Psystar has filed its Memorandum in Opposition [PDF] to Apple's Motion to Dismiss or Enjoin Prosecution of the Florida action Psystar recently initiated.

Psystar claims that the California case cannot possibly include Snow Leopard because "put simply and starkly -- neither Snow Leopard nor the Psystar computers that run Snow Leopard existed when it was filed." Also, Psystar claims that Snow Leopard cannot be included in the California action because Apple had not registered a copyright for Snow Leopard at the time it filed its California complaint. If Apple wants the two cases joined, Psystar argues, or wants to make arguments about preclusion on the antitrust claims, it should go to Florida and file a motion there:

It is within this Court’s power to enjoin prosecution of a suit in a different federal forum. But this should be done only when the second suit involves the same claims, the same facts, and the same parties to such a degree that, in this Court’s discretion, it would be a waste of the federal judiciary’s resources to have the cases proceed in parallel. An injunction barring Psystar from prosecuting the Florida case would be appropriate if that case were simply a mirror image of this case, raising the same legal questions on the same evidence. But the Florida case is nothing like that. The Florida case concerns a new Apple product, Snow Leopard; a new series of Psystar products, including both computers running Snow Leopard and dongles permitting end users to run their own copies of Snow Leopard on their own non-Psystar computers; a new virtualization technology developed by Psystar; a new license for Snow Leopard with at least four major differences from the Leopard license affecting everything from choice of law to the enforceability of the license to whether the first-sale doctrine and § 117 apply; and entirely new market definitions for the antitrust claims.
Emphasis added. So Psystar is selling USB sticks so you can run Apple virtually on whatever computer you already have? What's the real deal here? Non-Psystar computers? I thought they just told us they were entering the high-end hardware market with Snow Leopard. It's so hard to keep up, when everything Psystar keeps changing.
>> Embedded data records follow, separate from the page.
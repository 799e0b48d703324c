pub mod canvas;
pub mod font;
pub mod icon_gen;
pub mod manifest;
pub mod options;
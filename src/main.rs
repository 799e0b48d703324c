use anyhow::Result;
use clap::Parser;
use pwa_icon_gen::icon_gen::{self, Args};

fn main() -> Result<()> {
    let args = Args::parse();

    tracing_subscriber::fmt()
        .with_max_level(args.log_level())
        .with_writer(std::io::stderr)
        .init();

    icon_gen::generate_icons(&args)?;
    Ok(())
}
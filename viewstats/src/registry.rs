// Copyright Amazon.com, Inc. or its affiliates. All Rights Reserved.
// SPDX-License-Identifier: Apache-2.0

//! The table of registered views and the recording path into their rows.

use std::{
    sync::{Arc, PoisonError, RwLock, RwLockReadGuard, RwLockWriteGuard},
    time::SystemTime,
};

use hashbrown::HashMap;
use smallvec::SmallVec;

use crate::{
    data::Attachments,
    error::ViewError,
    measure::Measurement,
    row::{Row, RowCell, ViewData},
    signature,
    tag::TagSet,
    time::TimeSource,
    view::View,
};

fn read<T>(lock: &RwLock<T>) -> RwLockReadGuard<'_, T> {
    lock.read().unwrap_or_else(PoisonError::into_inner)
}

fn write<T>(lock: &RwLock<T>) -> RwLockWriteGuard<'_, T> {
    lock.write().unwrap_or_else(PoisonError::into_inner)
}

/// A registered view and its rows, keyed by signature.
#[derive(Debug)]
struct ViewEntry {
    view: View,
    rows: RwLock<HashMap<Box<[u8]>, Arc<RowCell>>>,
}

impl ViewEntry {
    fn new(view: View) -> Self {
        Self {
            view,
            rows: RwLock::default(),
        }
    }

    fn add(&self, tags: &TagSet, value: f64, attachments: &Attachments, timestamp: SystemTime) {
        let sig = signature::encode(&self.view.tag_keys, tags);
        let existing = read(&self.rows).get(sig.as_slice()).cloned();
        let row = match existing {
            Some(row) => row,
            None => {
                let mut rows = write(&self.rows);
                // another producer may have created the row since the read lock was released
                rows.entry_ref(sig.as_slice())
                    .or_insert_with(|| {
                        tracing::trace!(view = %self.view.name, "creating row");
                        Arc::new(RowCell::new(
                            signature::project(&self.view.tag_keys, tags),
                            timestamp,
                            self.view.aggregation.new_data(timestamp),
                        ))
                    })
                    .clone()
            }
        };
        row.with_data(|data| data.add(value, attachments, timestamp));
    }

    fn rows(&self) -> Vec<Row> {
        let cells: Vec<Arc<RowCell>> = read(&self.rows).values().cloned().collect();
        let mut rows: Vec<Row> = cells.iter().map(|c| c.snapshot()).collect();
        rows.sort_by(|a, b| a.tags.cmp(&b.tags));
        rows
    }
}

#[derive(Debug, Default)]
struct Views {
    by_name: HashMap<String, Arc<ViewEntry>>,
    // measure name -> views of that measure
    by_measure: HashMap<String, SmallVec<[Arc<ViewEntry>; 2]>>,
}

impl Views {
    fn insert(&mut self, view: View) {
        let entry = Arc::new(ViewEntry::new(view));
        self.by_measure
            .entry(entry.view.measure.name().to_owned())
            .or_default()
            .push(entry.clone());
        self.by_name.insert(entry.view.name.clone(), entry);
    }

    fn remove(&mut self, name: &str) -> Option<Arc<ViewEntry>> {
        let entry = self.by_name.remove(name)?;
        let measure = entry.view.measure.name();
        if let Some(subscribed) = self.by_measure.get_mut(measure) {
            subscribed.retain(|e| !Arc::ptr_eq(e, &entry));
            if subscribed.is_empty() {
                self.by_measure.remove(measure);
            }
        }
        Some(entry)
    }

    fn sorted(&self) -> Vec<Arc<ViewEntry>> {
        let mut entries: Vec<_> = self.by_name.values().cloned().collect();
        entries.sort_by(|a, b| a.view.name.cmp(&b.view.name));
        entries
    }
}

#[derive(Debug)]
struct Inner {
    views: RwLock<Views>,
    time_source: TimeSource,
}

/// A table of registered views that recorded measurements are aggregated into.
///
/// Cloning is cheap and clones share the same table. Most programs use the process-wide
/// [`crate::default_registry`]; tests and embedders can create their own.
///
/// ```
/// use viewstats::{Aggregation, Measure, TagKey, TagSet, View, ViewRegistry, UNIT_BYTES};
///
/// let registry = ViewRegistry::new();
/// let size = Measure::int64("http/request_size", "request size", UNIT_BYTES);
/// let method = TagKey::new("method").unwrap();
/// registry
///     .register(&[View::new(&size, Aggregation::Sum).with_tag_keys([method.clone()])])
///     .unwrap();
///
/// let mut tags = TagSet::new();
/// tags.insert(&method, "GET").unwrap();
/// registry.record(&tags, &[size.m(512.0), size.m(256.0)], &Default::default());
///
/// let rows = registry.retrieve_data("http/request_size").unwrap();
/// assert_eq!(rows.len(), 1);
/// assert_eq!(rows[0].tags[0].value, "GET");
/// ```
#[derive(Debug, Clone)]
pub struct ViewRegistry(Arc<Inner>);

impl Default for ViewRegistry {
    fn default() -> Self {
        Self::with_time_source(TimeSource::default())
    }
}

impl ViewRegistry {
    /// Create an empty registry using the system clock
    pub fn new() -> Self {
        Self::default()
    }

    /// Create an empty registry that timestamps recordings with `time_source`
    pub fn with_time_source(time_source: TimeSource) -> Self {
        Self(Arc::new(Inner {
            views: RwLock::default(),
            time_source,
        }))
    }

    /// Register `views`, after which they receive every measurement of their measure.
    ///
    /// Registering a view identical in shape to one already registered under the same name does
    /// nothing. The batch is validated as a whole first: on error nothing is registered.
    pub fn register(&self, views: &[View]) -> Result<(), ViewError> {
        let canonical = views
            .iter()
            .map(View::canonicalize)
            .collect::<Result<Vec<_>, _>>()?;

        let mut table = write(&self.0.views);
        let mut fresh: Vec<View> = Vec::with_capacity(canonical.len());
        for view in canonical {
            let existing = table
                .by_name
                .get(&view.name)
                .map(|e| &e.view)
                .or_else(|| fresh.iter().find(|v| v.name == view.name));
            match existing {
                Some(existing) if existing.same_shape(&view) => {}
                Some(_) => return Err(ViewError::NameConflict { name: view.name }),
                None => fresh.push(view),
            }
        }
        for view in fresh {
            tracing::debug!(
                view = %view.name,
                measure = view.measure.name(),
                aggregation = view.aggregation.kind_name(),
                "registered view"
            );
            table.insert(view);
        }
        Ok(())
    }

    /// Remove `views` and discard their rows. Views that are not registered are ignored.
    pub fn unregister(&self, views: &[View]) {
        let mut table = write(&self.0.views);
        for view in views {
            let name = if view.name.is_empty() {
                view.measure.name()
            } else {
                &view.name
            };
            if table.remove(name).is_some() {
                tracing::debug!(view = name, "unregistered view");
            }
        }
    }

    /// The registered view called `name`, in canonical form
    pub fn find(&self, name: &str) -> Option<View> {
        read(&self.0.views)
            .by_name
            .get(name)
            .map(|e| e.view.clone())
    }

    /// All registered views ordered by name
    pub fn views(&self) -> Vec<View> {
        read(&self.0.views)
            .sorted()
            .into_iter()
            .map(|e| e.view.clone())
            .collect()
    }

    /// Record `measurements` with `tags`, timestamped by the registry's time source.
    pub fn record(&self, tags: &TagSet, measurements: &[Measurement], attachments: &Attachments) {
        self.record_at(tags, measurements, attachments, self.0.time_source.now());
    }

    /// Record `measurements` with `tags` at `timestamp`.
    ///
    /// Each measurement is added to the matching row of every view of its measure. Measurements
    /// with no subscribed views are dropped.
    pub fn record_at(
        &self,
        tags: &TagSet,
        measurements: &[Measurement],
        attachments: &Attachments,
        timestamp: SystemTime,
    ) {
        let table = read(&self.0.views);
        for m in measurements {
            let Some(entries) = table.by_measure.get(m.measure().name()) else {
                tracing::trace!(measure = m.measure().name(), "no views for measure, dropping");
                continue;
            };
            for entry in entries {
                entry.add(tags, m.value(), attachments, timestamp);
            }
        }
    }

    /// Copies of the rows of view `name`, or `None` if it is not registered.
    pub fn collected_rows(&self, name: &str) -> Option<Vec<Row>> {
        let entry = read(&self.0.views).by_name.get(name).cloned()?;
        Some(entry.rows())
    }

    /// Copies of the rows of view `name`.
    pub fn retrieve_data(&self, name: &str) -> Result<Vec<Row>, ViewError> {
        self.collected_rows(name).ok_or_else(|| ViewError::UnknownView {
            name: name.to_owned(),
        })
    }

    /// Discard all rows of view `name` while keeping it registered. Returns whether the view
    /// exists.
    pub fn clear_rows(&self, name: &str) -> bool {
        let Some(entry) = read(&self.0.views).by_name.get(name).cloned() else {
            return false;
        };
        write(&entry.rows).clear();
        true
    }

    /// Every registered view with copies of its rows, ordered by view name.
    ///
    /// Each row is copied under its own lock, so recording into other rows carries on while a
    /// snapshot is taken.
    pub fn snapshot(&self) -> Vec<ViewData> {
        let entries = read(&self.0.views).sorted();
        entries
            .into_iter()
            .map(|e| ViewData {
                rows: e.rows(),
                view: e.view.clone(),
            })
            .collect()
    }
}
// Copyright Amazon.com, Inc. or its affiliates. All Rights Reserved.
// SPDX-License-Identifier: Apache-2.0

#![deny(missing_docs)]
#![doc = include_str!("../README.md")]
#![cfg_attr(docsrs, feature(doc_auto_cfg))]

use std::sync::OnceLock;

pub mod aggregation;
pub mod data;
mod error;
pub mod measure;
pub mod registry;
mod row;
mod signature;
pub mod tag;
pub mod time;
mod view;

pub use aggregation::Aggregation;
pub use data::{
    AggregationData, Attachments, CountData, DistributionData, Exemplar, LastValueData, SumData,
};
pub use error::{TagError, ViewError};
pub use measure::{
    Measure, MeasureKind, Measurement, UNIT_BYTES, UNIT_DIMENSIONLESS, UNIT_MILLISECONDS,
};
pub use registry::ViewRegistry;
pub use row::{Row, ViewData};
pub use tag::{Tag, TagKey, TagSet};
pub use view::View;

/// The process-wide registry used by the free functions of this crate and, unless told
/// otherwise, by exporters.
pub fn default_registry() -> &'static ViewRegistry {
    static DEFAULT: OnceLock<ViewRegistry> = OnceLock::new();
    DEFAULT.get_or_init(ViewRegistry::new)
}

/// [`ViewRegistry::register`] on the [`default_registry`]
pub fn register(views: &[View]) -> Result<(), ViewError> {
    default_registry().register(views)
}

/// [`ViewRegistry::unregister`] on the [`default_registry`]
pub fn unregister(views: &[View]) {
    default_registry().unregister(views)
}

/// [`ViewRegistry::find`] on the [`default_registry`]
pub fn find(name: &str) -> Option<View> {
    default_registry().find(name)
}

/// [`ViewRegistry::record`] on the [`default_registry`]
pub fn record(tags: &TagSet, measurements: &[Measurement], attachments: &Attachments) {
    default_registry().record(tags, measurements, attachments)
}

/// [`ViewRegistry::retrieve_data`] on the [`default_registry`]
pub fn retrieve_data(name: &str) -> Result<Vec<Row>, ViewError> {
    default_registry().retrieve_data(name)
}
// Copyright Amazon.com, Inc. or its affiliates. All Rights Reserved.
// SPDX-License-Identifier: Apache-2.0

//! How a view summarizes the values recorded for each of its rows.

use std::time::SystemTime;

use crate::{
    data::{AggregationData, CountData, DistributionData, LastValueData, SumData},
    error::ViewError,
};

/// The aggregation a view applies to its measure.
#[derive(Debug, Clone, PartialEq)]
pub enum Aggregation {
    /// Number of recorded values, regardless of what they are
    Count,
    /// Running total of recorded values
    Sum,
    /// Most recently recorded value
    LastValue,
    /// Histogram over `bounds` plus running mean, variance, min and max.
    ///
    /// Bucket `i` holds values `v` with `bounds[i - 1] < v <= bounds[i]`. The first bucket has
    /// no lower bound and the last has no upper bound, so there are `bounds.len() + 1` buckets.
    Distribution {
        /// Bucket upper bounds
        bounds: Vec<f64>,
    },
}

impl Aggregation {
    /// A distribution with the given bucket bounds.
    ///
    /// The bounds are cleaned up when the view is registered: they are sorted, zero and
    /// duplicate bounds are dropped, and negative bounds fail registration.
    pub fn distribution(bounds: impl IntoIterator<Item = f64>) -> Self {
        Self::Distribution {
            bounds: bounds.into_iter().collect(),
        }
    }

    /// Short lowercase name of the aggregation kind
    pub fn kind_name(&self) -> &'static str {
        match self {
            Self::Count => "count",
            Self::Sum => "sum",
            Self::LastValue => "last_value",
            Self::Distribution { .. } => "distribution",
        }
    }

    /// Returns the registration-ready form of this aggregation.
    ///
    /// `view` is only used to name the offending view in errors.
    pub fn normalized(&self, view: &str) -> Result<Self, ViewError> {
        let Self::Distribution { bounds } = self else {
            return Ok(self.clone());
        };
        if bounds.iter().any(|b| b.is_nan()) {
            return Err(ViewError::InvalidBucketBounds { view: view.into() });
        }
        if bounds.iter().any(|b| *b < 0.0) {
            return Err(ViewError::NegativeBucketBounds { view: view.into() });
        }
        let mut bounds: Vec<f64> = bounds.iter().copied().filter(|b| *b > 0.0).collect();
        bounds.sort_by(f64::total_cmp);
        bounds.dedup();
        Ok(Self::Distribution { bounds })
    }

    /// Fresh accumulator state for a row created at `start`.
    pub(crate) fn new_data(&self, start: SystemTime) -> AggregationData {
        match self {
            Self::Count => AggregationData::Count(CountData { value: 0 }),
            Self::Sum => AggregationData::Sum(SumData { value: 0.0, start }),
            Self::LastValue => AggregationData::LastValue(LastValueData { value: 0.0 }),
            Self::Distribution { bounds } => {
                AggregationData::Distribution(DistributionData::new(bounds, start))
            }
        }
    }
}
// Copyright Amazon.com, Inc. or its affiliates. All Rights Reserved.
// SPDX-License-Identifier: Apache-2.0

use std::{
    sync::{
        OnceLock,
        atomic::{AtomicU64, Ordering},
    },
    time::{Duration, Instant},
};

fn secs_since_start() -> u64 {
    static START: OnceLock<Instant> = OnceLock::new();
    START.get_or_init(Instant::now).elapsed().as_secs()
}

/// Lets one caller through per interval, across all threads.
pub(crate) struct RateLimit {
    next_allowed: AtomicU64,
}

impl RateLimit {
    pub(crate) const fn new() -> Self {
        Self {
            next_allowed: AtomicU64::new(0),
        }
    }

    /// Whether the caller may proceed. At most one caller wins per `interval`, which must be at
    /// least a second.
    pub(crate) fn allow(&self, interval: Duration) -> bool {
        debug_assert!(interval >= Duration::from_secs(1));
        let now = secs_since_start();
        let next = self.next_allowed.load(Ordering::Relaxed);
        if now < next {
            return false;
        }
        let after = now.saturating_add(interval.as_secs());
        self.next_allowed
            .compare_exchange(next, after, Ordering::Relaxed, Ordering::Relaxed)
            .is_ok()
    }
}

/// `rate_limited!(interval, expr)` evaluates `expr` at most once per `interval` for each call site.
///
/// Used for logs about a persistent problem, such as a scrape that keeps failing, so the first
/// occurrence is logged and then only a reminder now and then.
macro_rules! rate_limited {
    ($interval:expr, $call:expr) => {{
        static LIMIT: $crate::rate_limit::RateLimit = $crate::rate_limit::RateLimit::new();
        if LIMIT.allow($interval) {
            $call;
        }
    }};
}
pub(crate) use rate_limited;
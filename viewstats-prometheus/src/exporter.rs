// Copyright Amazon.com, Inc. or its affiliates. All Rights Reserved.
// SPDX-License-Identifier: Apache-2.0

use std::{
    collections::BTreeMap,
    fmt,
    sync::{Arc, Mutex, PoisonError},
    time::Duration,
};

use axum::{
    Router,
    extract::State,
    http::{StatusCode, header},
    response::IntoResponse,
    routing::get,
};
use prometheus::{Registry, TEXT_FORMAT, TextEncoder};
use viewstats::ViewRegistry;

use crate::{
    collector::ViewCollector,
    error::{ScrapeError, ScrapeErrors},
    rate_limit::rate_limited,
};

/// What the `/metrics` handler does when a scrape reports errors.
#[derive(Debug, Clone, Copy, Default, PartialEq, Eq)]
pub enum ErrorHandling {
    /// Respond with status 500 and the error text as the body.
    #[default]
    HttpError,
    /// Respond with status 200 and everything that exported cleanly. Errors are only logged and
    /// passed to the `on_error` callback.
    ContinueOnError,
}

type OnError = Arc<dyn Fn(&ScrapeErrors) + Send + Sync>;

struct ExporterInner {
    registry: Registry,
    collector: ViewCollector,
    error_handling: ErrorHandling,
    on_error: Option<OnError>,
    // one gather at a time, so each scrape reads its own collect errors
    scrape: Mutex<()>,
}

/// Serves the rows of a [`ViewRegistry`] in the Prometheus text exposition format.
///
/// ```
/// use viewstats::ViewRegistry;
/// use viewstats_prometheus::Exporter;
///
/// let views = ViewRegistry::new();
/// let exporter = Exporter::builder()
///     .namespace("myapp")
///     .const_label("service", "checkout")
///     .views(views)
///     .build()
///     .unwrap();
///
/// // an axum router serving GET /metrics
/// let app: axum::Router = exporter.router();
/// // no views registered, so nothing to report
/// assert_eq!(exporter.render().unwrap(), "");
/// ```
#[derive(Clone)]
pub struct Exporter(Arc<ExporterInner>);

impl fmt::Debug for Exporter {
    fn fmt(&self, f: &mut fmt::Formatter<'_>) -> fmt::Result {
        f.debug_struct("Exporter")
            .field("error_handling", &self.0.error_handling)
            .finish_non_exhaustive()
    }
}

impl Exporter {
    /// Start configuring an exporter
    pub fn builder() -> ExporterBuilder {
        ExporterBuilder::default()
    }

    /// The Prometheus registry this exporter gathers from
    pub fn registry(&self) -> &Registry {
        &self.0.registry
    }

    /// Gather the registry and render the text exposition body.
    ///
    /// Scrape errors are reported to the `on_error` callback and returned; [`ScrapeErrors::body`]
    /// still holds everything that exported cleanly.
    pub fn render(&self) -> Result<String, ScrapeErrors> {
        let (families, mut errors) = {
            let _scrape = self.0.scrape.lock().unwrap_or_else(PoisonError::into_inner);
            (self.0.registry.gather(), self.0.collector.take_errors())
        };
        let body = match TextEncoder::new().encode_to_string(&families) {
            Ok(body) => body,
            Err(err) => {
                errors.push(ScrapeError::Encode(err));
                String::new()
            }
        };
        if errors.is_empty() {
            return Ok(body);
        }
        let errors = ScrapeErrors::new(errors, body);
        self.report(&errors);
        Err(errors)
    }

    fn report(&self, errors: &ScrapeErrors) {
        rate_limited!(
            Duration::from_secs(60),
            tracing::error!(%errors, "errors while serving metrics")
        );
        if let Some(on_error) = &self.0.on_error {
            on_error(errors);
        }
    }

    /// A router serving `GET /metrics`
    pub fn router(&self) -> Router {
        Router::new()
            .route("/metrics", get(metrics))
            .with_state(self.clone())
    }

    /// The response the `/metrics` route gives
    pub fn response(&self) -> (StatusCode, [(header::HeaderName, &'static str); 1], String) {
        match self.render() {
            Ok(body) => (StatusCode::OK, [(header::CONTENT_TYPE, TEXT_FORMAT)], body),
            Err(errors) => match self.0.error_handling {
                ErrorHandling::HttpError => (
                    StatusCode::INTERNAL_SERVER_ERROR,
                    [(header::CONTENT_TYPE, "text/plain; charset=utf-8")],
                    format!("An error has occurred while serving metrics:\n\n{errors}"),
                ),
                ErrorHandling::ContinueOnError => (
                    StatusCode::OK,
                    [(header::CONTENT_TYPE, TEXT_FORMAT)],
                    errors.into_body(),
                ),
            },
        }
    }
}

async fn metrics(State(exporter): State<Exporter>) -> impl IntoResponse {
    exporter.response()
}

/// Builder for [`Exporter`].
#[derive(Default)]
pub struct ExporterBuilder {
    namespace: Option<String>,
    const_labels: BTreeMap<String, String>,
    resource_labels: BTreeMap<String, String>,
    registry: Option<Registry>,
    views: Option<ViewRegistry>,
    error_handling: ErrorHandling,
    on_error: Option<OnError>,
}

impl fmt::Debug for ExporterBuilder {
    fn fmt(&self, f: &mut fmt::Formatter<'_>) -> fmt::Result {
        f.debug_struct("ExporterBuilder")
            .field("namespace", &self.namespace)
            .field("const_labels", &self.const_labels)
            .field("resource_labels", &self.resource_labels)
            .field("error_handling", &self.error_handling)
            .finish_non_exhaustive()
    }
}

impl ExporterBuilder {
    /// Prefix every metric name with `namespace` and an underscore
    pub fn namespace(mut self, namespace: impl Into<String>) -> Self {
        self.namespace = Some(namespace.into());
        self
    }

    /// Add a label to every series. Constant labels override tags with the same key.
    pub fn const_label(mut self, key: impl Into<String>, value: impl Into<String>) -> Self {
        self.const_labels.insert(key.into(), value.into());
        self
    }

    /// Add several constant labels, see [`Self::const_label`]
    pub fn const_labels<K: Into<String>, V: Into<String>>(
        mut self,
        labels: impl IntoIterator<Item = (K, V)>,
    ) -> Self {
        self.const_labels
            .extend(labels.into_iter().map(|(k, v)| (k.into(), v.into())));
        self
    }

    /// Add a label describing the resource the process runs as. Resource labels override both
    /// tags and constant labels with the same key.
    pub fn resource_label(mut self, key: impl Into<String>, value: impl Into<String>) -> Self {
        self.resource_labels.insert(key.into(), value.into());
        self
    }

    /// Add several resource labels, see [`Self::resource_label`]
    pub fn resource_labels<K: Into<String>, V: Into<String>>(
        mut self,
        labels: impl IntoIterator<Item = (K, V)>,
    ) -> Self {
        self.resource_labels
            .extend(labels.into_iter().map(|(k, v)| (k.into(), v.into())));
        self
    }

    /// Register with `registry`, which may hold the application's own metrics, instead of a
    /// private registry
    pub fn registry(mut self, registry: Registry) -> Self {
        self.registry = Some(registry);
        self
    }

    /// Export the views of `views` instead of [`viewstats::default_registry`]
    pub fn views(mut self, views: ViewRegistry) -> Self {
        self.views = Some(views);
        self
    }

    /// What the HTTP handler does on gather errors
    pub fn error_handling(mut self, error_handling: ErrorHandling) -> Self {
        self.error_handling = error_handling;
        self
    }

    /// Called with the errors of every failed scrape
    pub fn on_error(mut self, on_error: impl Fn(&ScrapeErrors) + Send + Sync + 'static) -> Self {
        self.on_error = Some(Arc::new(on_error));
        self
    }

    /// Apply a deserialized [`crate::ExporterConfig`]
    #[cfg(feature = "serde")]
    pub fn config(mut self, config: crate::ExporterConfig) -> Self {
        if let Some(namespace) = config.namespace {
            self.namespace = Some(namespace);
        }
        self.const_labels.extend(config.const_labels);
        self.resource_labels.extend(config.resource_labels);
        self
    }

    /// Build the exporter and register its collector with the registry.
    ///
    /// A registry takes the views of at most one exporter; a second registration fails with
    /// [`prometheus::Error::AlreadyReg`].
    pub fn build(self) -> Result<Exporter, prometheus::Error> {
        let views = self
            .views
            .unwrap_or_else(|| viewstats::default_registry().clone());
        let registry = self.registry.unwrap_or_default();
        let collector = ViewCollector::new(
            views,
            self.namespace,
            &self.const_labels,
            &self.resource_labels,
        );
        registry.register(Box::new(collector.clone()))?;
        Ok(Exporter(Arc::new(ExporterInner {
            registry,
            collector,
            error_handling: self.error_handling,
            on_error: self.on_error,
            scrape: Mutex::new(()),
        })))
    }
}
// Copyright Amazon.com, Inc. or its affiliates. All Rights Reserved.
// SPDX-License-Identifier: Apache-2.0

use std::{
    sync::{Mutex, PoisonError},
    time::SystemTime,
};

use crate::{data::AggregationData, tag::Tag, view::View};

/// Point-in-time copy of one row of a view.
#[derive(Debug, Clone, PartialEq)]
pub struct Row {
    /// Projected tags, one per view key in key order
    pub tags: Vec<Tag>,
    /// When the row was created
    pub start: SystemTime,
    /// Accumulated statistics
    pub data: AggregationData,
}

/// A registered view together with copies of all its rows.
#[derive(Debug, Clone)]
pub struct ViewData {
    /// The canonical view
    pub view: View,
    /// Rows ordered by tag values
    pub rows: Vec<Row>,
}

/// Live row owned by a view. The tags and start time never change; the data does.
#[derive(Debug)]
pub(crate) struct RowCell {
    tags: Vec<Tag>,
    start: SystemTime,
    data: Mutex<AggregationData>,
}

impl RowCell {
    pub(crate) fn new(tags: Vec<Tag>, start: SystemTime, data: AggregationData) -> Self {
        Self {
            tags,
            start,
            data: Mutex::new(data),
        }
    }

    pub(crate) fn with_data<R>(&self, f: impl FnOnce(&mut AggregationData) -> R) -> R {
        // poisoning is ignored
        let mut data = self.data.lock().unwrap_or_else(PoisonError::into_inner);
        f(&mut data)
    }

    pub(crate) fn snapshot(&self) -> Row {
        Row {
            tags: self.tags.clone(),
            start: self.start,
            data: self.with_data(|d| d.clone()),
        }
    }
}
Well. OK. USB sticks. The question is whether the Psystar code on the sticks is legal, but my other question is why would anyone buy that? How badly do people want to buy Mac OS X Snow Leopard plus the Psystar USB stick plus hardware not designed to work specifically with Snow Leopard when the owner of the copyright says you are infringing? What's the point? Why *not* just buy a Mac? Ain't nothing like the real thing, the song says, and it's true. It doesn't seem a very tempting business proposition, more a legal workaround. And if what you are selling is now a virtualization USB stick, what happened to Psystar's first sale argument?

Here are the filings:

09/18/2009 - 139 - MOTION File Document Under Seal filed by Psystar Corporation. (Camara, Kiwi) (Filed on 9/18/2009) (Entered: 09/18/2009)

09/18/2009 - 140 - MOTION File Document Under Seal filed by Psystar Corporation. (Camara, Kiwi) (Filed on 9/18/2009) (Entered: 09/18/2009)

09/18/2009 - 141 - Memorandum in Opposition re 138 MOTION to Dismiss OR ENJOIN PROSECUTION OF THE RECENTLY-FILED FLORIDA ACTION AND TO RE-OPEN DISCOVERY FOR LIMITED PURPOSES filed byPsystar Corporation. (Attachments: # 1 Exhibit A, # 2 Exhibit B, # 3 Exhibit C, # 4 Exhibit D, # 5 Exhibit E, # 6 Exhibit F) (Camara, Kiwi) (Filed on 9/18/2009) (Entered: 09/18/2009)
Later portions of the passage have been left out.